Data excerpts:
::::::::::

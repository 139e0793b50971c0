//! Canonical type references

use crate::name::TypeName;
use std::fmt;

/// Scalar kinds a declaration can name
#[derive(Debug, Clone, Copy, PartialEq, Eq, Hash)]
pub enum ScalarKind {
    /// `int` / `integer`
    Integer,
    /// `float` / `double`
    Float,
    /// `bool` / `boolean`
    Boolean,
    /// `string`
    String,
}

impl ScalarKind {
    /// Canonical spelling of the kind
    pub fn type_name(&self) -> &'static str {
        match self {
            ScalarKind::Integer => "integer",
            ScalarKind::Float => "float",
            ScalarKind::Boolean => "boolean",
            ScalarKind::String => "string",
        }
    }
}

impl fmt::Display for ScalarKind {
    fn fmt(&self, f: &mut fmt::Formatter<'_>) -> fmt::Result {
        f.write_str(self.type_name())
    }
}

/// One canonical member of a field's allowed-type set
///
/// `Display` renders the canonical identifier (`integer`, `App\User[]`,
/// `iterable<App\User>`), which is what error messages list.
#[derive(Debug, Clone, PartialEq, Eq, Hash)]
pub enum TypeRef {
    /// `null`
    Null,
    /// `mixed`: accepts anything
    Mixed,
    /// Scalar kind
    Scalar(ScalarKind),
    /// Untyped `array`
    Array,
    /// Untyped `iterable`
    Iterable,
    /// Untyped `iterator`
    Iterator,
    /// `callable`
    Callable,
    /// `T[]`
    ArrayOf(Box<TypeRef>),
    /// `iterable<T>`
    IterableOf(Box<TypeRef>),
    /// `iterator<T>`
    IteratorOf(Box<TypeRef>),
    /// Named object type
    Object(TypeName),
}

impl TypeRef {
    /// Look up a builtin marker, case-insensitively
    ///
    /// Aliases are normalized to one spelling each: `int` to `integer`,
    /// `bool` to `boolean`, `double` to `float`.
    pub fn builtin(token: &str) -> Option<TypeRef> {
        let ty = match token.to_ascii_lowercase().as_str() {
            "string" => TypeRef::Scalar(ScalarKind::String),
            "int" | "integer" => TypeRef::Scalar(ScalarKind::Integer),
            "float" | "double" => TypeRef::Scalar(ScalarKind::Float),
            "bool" | "boolean" => TypeRef::Scalar(ScalarKind::Boolean),
            "array" => TypeRef::Array,
            "iterable" => TypeRef::Iterable,
            "iterator" => TypeRef::Iterator,
            "mixed" => TypeRef::Mixed,
            "null" => TypeRef::Null,
            "callable" => TypeRef::Callable,
            _ => return None,
        };
        Some(ty)
    }

    /// Element type of `T[]`, `iterable<T>` or `iterator<T>`
    pub fn element(&self) -> Option<&TypeRef> {
        match self {
            TypeRef::ArrayOf(inner) | TypeRef::IterableOf(inner) | TypeRef::IteratorOf(inner) => {
                Some(inner)
            }
            _ => None,
        }
    }

    /// Whether this names an object type
    pub fn is_object(&self) -> bool {
        matches!(self, TypeRef::Object(_))
    }

    /// Object type name, if this names one
    pub fn as_object(&self) -> Option<&TypeName> {
        match self {
            TypeRef::Object(name) => Some(name),
            _ => None,
        }
    }

    /// Scalar kind a raw scalar may be coerced into
    ///
    /// Only `integer`, `float` and `boolean` are coercion targets; strings
    /// are never produced by coercion.
    pub fn is_coercible_scalar(&self) -> Option<ScalarKind> {
        match self {
            TypeRef::Scalar(kind @ (ScalarKind::Integer | ScalarKind::Float | ScalarKind::Boolean)) => {
                Some(*kind)
            }
            _ => None,
        }
    }

    /// Whether this accepts any iterable without element checking
    pub fn is_untyped_collection(&self) -> bool {
        match self {
            TypeRef::Array | TypeRef::Iterable | TypeRef::Iterator => true,
            TypeRef::ArrayOf(inner) => **inner == TypeRef::Mixed,
            _ => false,
        }
    }
}

impl fmt::Display for TypeRef {
    fn fmt(&self, f: &mut fmt::Formatter<'_>) -> fmt::Result {
        match self {
            TypeRef::Null => write!(f, "null"),
            TypeRef::Mixed => write!(f, "mixed"),
            TypeRef::Scalar(kind) => write!(f, "{}", kind),
            TypeRef::Array => write!(f, "array"),
            TypeRef::Iterable => write!(f, "iterable"),
            TypeRef::Iterator => write!(f, "iterator"),
            TypeRef::Callable => write!(f, "callable"),
            TypeRef::ArrayOf(inner) => write!(f, "{}[]", inner),
            TypeRef::IterableOf(inner) => write!(f, "iterable<{}>", inner),
            TypeRef::IteratorOf(inner) => write!(f, "iterator<{}>", inner),
            TypeRef::Object(name) => write!(f, "{}", name),
        }
    }
}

::::::::::

TASK STATEMENT:
Retype all of the data shown above, word for word.

RESPONSE AREA:
repository 139e0793b50971c0
//! Canonical type references

use crate::name::TypeName;
use std::fmt;

/// Scalar kinds a declaration can name
#[derive(Debug, Clone, Copy, PartialEq, Eq, Hash)]
pub enum ScalarKind {
    /// `int` / `integer`
    Integer,
    /// `float` / `double`
    Float,
    /// `bool` / `boolean`
    Boolean,
    /// `string`
    String,
}

impl ScalarKind {
    /// Canonical spelling of the kind
    pub fn type_name(&self) -> &'static str {
        match self {
            ScalarKind::Integer => "integer",
            ScalarKind::Float => "float",
            ScalarKind::Boolean => "boolean",
            ScalarKind::String => "string",
        }
    }
}

impl fmt::Display for ScalarKind {
    fn fmt(&self, f: &mut fmt::Formatter<'_>) -> fmt::Result {
        f.write_str(self.type_name())
    }
}

/// One canonical member of a field's allowed-type set
///
/// `Display` renders the canonical identifier (`integer`, `App\User[]`,
/// `iterable<App\User>`), which is what error messages list.
#[derive(Debug, Clone, PartialEq, Eq, Hash)]
pub enum TypeRef {
    /// `null`
    Null,
    /// `mixed`: accepts anything
    Mixed,
    /// Scalar kind
    Scalar(ScalarKind),
    /// Untyped `array`
    Array,
    /// Untyped `iterable`
    Iterable,
    /// Untyped `iterator`
    Iterator,
    /// `callable`
    Callable,
    /// `T[]`
    ArrayOf(Box<TypeRef>),
    /// `iterable<T>`
    IterableOf(Box<TypeRef>),
    /// `iterator<T>`
    IteratorOf(Box<TypeRef>),
    /// Named object type
    Object(TypeName),
}

impl TypeRef {
    /// Look up a builtin marker, case-insensitively
    ///
    /// Aliases are normalized to one spelling each: `int` to `integer`,
    /// `bool` to `boolean`, `double` to `float`.
    pub fn builtin(token: &str) -> Option<TypeRef> {
        let ty = match token.to_ascii_lowercase().as_str() {
            "string" => TypeRef::Scalar(ScalarKind::String),
            "int" | "integer" => TypeRef::Scalar(ScalarKind::Integer),
            "float" | "double" => TypeRef::Scalar(ScalarKind::Float),
            "bool" | "boolean" => TypeRef::Scalar(ScalarKind::Boolean),
            "array" => TypeRef::Array,
            "iterable" => TypeRef::Iterable,
            "iterator" => TypeRef::Iterator,
            "mixed" => TypeRef::Mixed,
            "null" => TypeRef::Null,
            "callable" => TypeRef::Callable,
            _ => return None,
        };
        Some(ty)
    }

    /// Element type of `T[]`, `iterable<T>` or `iterator<T>`
    pub fn element(&self) -> Option<&TypeRef> {
        match self {
            TypeRef::ArrayOf(inner) | TypeRef::IterableOf(inner) | TypeRef::IteratorOf(inner) => {
                Some(inner)
            }
            _ => None,
        }
    }

    /// Whether this names an object type
    pub fn is_object(&self) -> bool {
        matches!(self, TypeRef::Object(_))
    }

    /// Object type name, if this names one
    pub fn as_object(&self) -> Option<&TypeName> {
        match self {
            TypeRef::Object(name) => Some(name),
            _ => None,
        }
    }

    /// Scalar kind a raw scalar may be coerced into
    ///
    /// Only `integer`, `float` and `boolean` are coercion targets; strings
    /// are never produced by coercion.
    pub fn is_coercible_scalar(&self) -> Option<ScalarKind> {
        match self {
            TypeRef::Scalar(kind @ (ScalarKind::Integer | ScalarKind::Float | ScalarKind::Boolean)) => {
                Some(*kind)
            }
            _ => None,
        }
    }

    /// Whether this accepts any iterable without element checking
    pub fn is_untyped_collection(&self) -> bool {
        match self {
            TypeRef::Array | TypeRef::Iterable | TypeRef::Iterator => true,
            TypeRef::ArrayOf(inner) => **inner == TypeRef::Mixed,
            _ => false,
        }
    }
}

impl fmt::Display for TypeRef {
    fn fmt(&self, f: &mut fmt::Formatter<'_>) -> fmt::Result {
        match self {
            TypeRef::Null => write!(f, "null"),
            TypeRef::Mixed => write!(f, "mixed"),
            TypeRef::Scalar(kind) => write!(f, "{}", kind),
            TypeRef::Array => write!(f, "array"),
            TypeRef::Iterable => write!(f, "iterable"),
            TypeRef::Iterator => write!(f, "iterator"),
            TypeRef::Callable => write!(f, "callable"),
            TypeRef::ArrayOf(inner) => write!(f, "{}[]", inner),
            TypeRef::IterableOf(inner) => write!(f, "iterable<{}>", inner),
            TypeRef::IteratorOf(inner) => write!(f, "iterator<{}>", inner),
            TypeRef::Object(name) => write!(f, "{}", name),
        }
    }
}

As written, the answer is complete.